OCALA – The Florida Department of Environmental Protection today presented the 2014 Plant Operations Excellence Awards to three central Florida drinking water and domestic wastewater facilities at the annual “Focus On Change” Seminar. Drinking water facility award recipients included the city of Winter Park Water System and the city of Clermont East Water System. The wastewater facility recipient was the city of Ocoee Wastewater Treatment Facility.

“It is through the continued diligence of outstanding drinking water and wastewater facilities throughout Florida that we can continue this tradition of recognizing excellence in plant operations and environmental protection,” Division of Water Resource Management Deputy Director Chris Klena told approximately 300 seminar participants. “These facilities are innovators in water treatment and conservation in Florida and they deserve our highest praise.”
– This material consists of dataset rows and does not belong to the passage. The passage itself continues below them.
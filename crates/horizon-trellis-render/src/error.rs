//! Error types for the render crate.

use horizon_trellis_core::BackendKind;
use thiserror::Error;

/// Errors reported by the `try_*` painter operations.
///
/// The fluent painter API never returns these; it logs and carries on.
#[derive(Error, Debug, Clone, PartialEq)]
pub enum PaintError {
    /// `restore()` was called with no matching `save()`.
    #[error("restore() called with no saved state")]
    StateUnderflow,

    /// The active drawing backend cannot perform the operation.
    #[error("`{op}` is not supported by the {backend} backend")]
    Unsupported {
        op: &'static str,
        backend: BackendKind,
    },

    /// The surface (or the widget owning it) has been destroyed.
    #[error("canvas surface has been destroyed")]
    SurfaceDestroyed,

    /// Invalid surface dimensions (negative width or height).
    #[error("invalid surface dimensions: {width}x{height}")]
    InvalidDimensions { width: i32, height: i32 },
}

/// Result type for paint operations.
pub type PaintResult<T> = Result<T, PaintError>;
Each year, the department presents awards to domestic wastewater and drinking water facilities around the state that demonstrate excellence in operation, maintenance, innovative treatment, waste reduction, pollution prevention, recycling or other achievements. These awards are presented to recognize facilities that demonstrate a special commitment to excellence in management through dedicated professionalism.

The department is awarding a total of 22 facilities, including 10 domestic wastewater facilities as well as 12 drinking water facilities statewide. The other awards are being presented at district ceremonies during the additional five “Focus On Change” annual seminars in Haines City, Punta Gorda, Tamarac, Panama City and Lake City.

Facilities go through a rigorous judging process, with every aspect of their operation scrutinized. The facility must maintain an impeccable history of record-keeping compliance. Facility activities, such as malfunctions, maintenance or upgrades must all be documented and demonstrable to the department during unannounced inspection visits throughout the year. Facility upkeep is paramount, as well as making sure facility personnel have all of the proper, up-to-date certifications and training on the latest water monitoring rules and techniques.

Wastewater facilities have the opportunity to provide evidence of innovative solutions to water conservation problems, suggest improvements to the maintenance process or highlight unique areas in which they may excel.

Drinking water facilities are required to have an exemplary history of compliance with microbiological and chemical contaminant standards. In addition, each facility must keep constant record of the number of days and length of hours the operators work at the facility. Drinking water plants are also afforded the opportunity to display areas of expertise and innovation, such as alternating flow patterns to allow storage tanks to be cleaned and inspected more frequently.

This is the 25th year that the Florida Rural Water Association has presented the “Focus on Change” Seminar in conjunction with the Florida Department of Environmental Protection. The sessions are designed to provide the most current regulatory information available to utilities in order to improve compliance.